Closed Jiawei-Yang closed 2 years ago
Hi, although I have not experimented without a nonlinear projection head, I am almost sure that the performance of MoCo/Exemplar will drop a lot without a nonlinear projection head according to the original paper of SimCLR and MoCo. The performance of pure MoCo/Exemplar on miniImageNet is given in the table in the README.md. Please refer to it. Note that Exemplar is a weakly supervised method, and the performance gap is 7% for 1shot and 4% for 5shot. Recent experiments show that some non-contrastive unsupervised methods like DINO[1] perform even much better, especially for cross-domain few-shot learning from ImageNet towards datasets like ISIC, QuickDraw, etc.

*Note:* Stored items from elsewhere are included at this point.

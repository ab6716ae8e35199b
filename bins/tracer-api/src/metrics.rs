// Prometheus metrics for the execution path

use lazy_static::lazy_static;
use prometheus::{
    register_histogram, register_int_counter_vec, Encoder, Histogram, IntCounterVec, TextEncoder,
};

lazy_static! {
    /// Executions by outcome: success, failure, timeout, rejected
    pub static ref EXECUTIONS_TOTAL: IntCounterVec = register_int_counter_vec!(
        "tracer_executions_total",
        "Code executions by terminal outcome",
        &["outcome"]
    )
    .unwrap();

    pub static ref EXECUTION_DURATION: Histogram = register_histogram!(
        "tracer_execution_duration_seconds",
        "Time from submission to terminal outcome",
        vec![0.1, 0.25, 0.5, 1.0, 2.5, 5.0, 10.0, 20.0, 30.0]
    )
    .unwrap();
}

pub fn record_outcome(outcome: &str) {
    EXECUTIONS_TOTAL.with_label_values(&[outcome]).inc();
}

/// Render all registered metrics in the Prometheus text format
pub fn render() -> String {
    let mut buffer = Vec::new();
    if let Err(e) = TextEncoder::new().encode(&prometheus::gather(), &mut buffer) {
        tracing::error!(error = %e, "Failed to encode metrics");
    }
    String::from_utf8_lossy(&buffer).into_owned()
}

[1] Emerging Properties in Self-Supervised Vision Transformers. ICCV 2021.
Thanks for your quick reply!
I missed the performance about MoCo in the README.md. Thanks for pointing that out.
PS: why would you define Exemplar as a weakly supervised method? Is it because that it does not explictly predict the class-label but use the label information to filter out the true negatives for contrasting?
Yes, that's exactly what I mean in an informal way, different from the traditional meaning of "weakly supervised". :)
Thank you for your fast responses and this discussion! xD
Hi authors, thanks for your wonderful work!
I have some questions regarding the projection head in MoCo/Exemplar. Have you experimented with the pre-trained MoCo/Exemplar with and without a nonlinear projection head? How did they perform? Also, in the code, you commented that
Surprisingly, pure contrastive-pretrained model performs very well on Few-Shot Learning.
Is there any possibility for you to remember the approximate performance gap, i.e., pure MoCo pre-trained v.s. Exemplar pre-trained?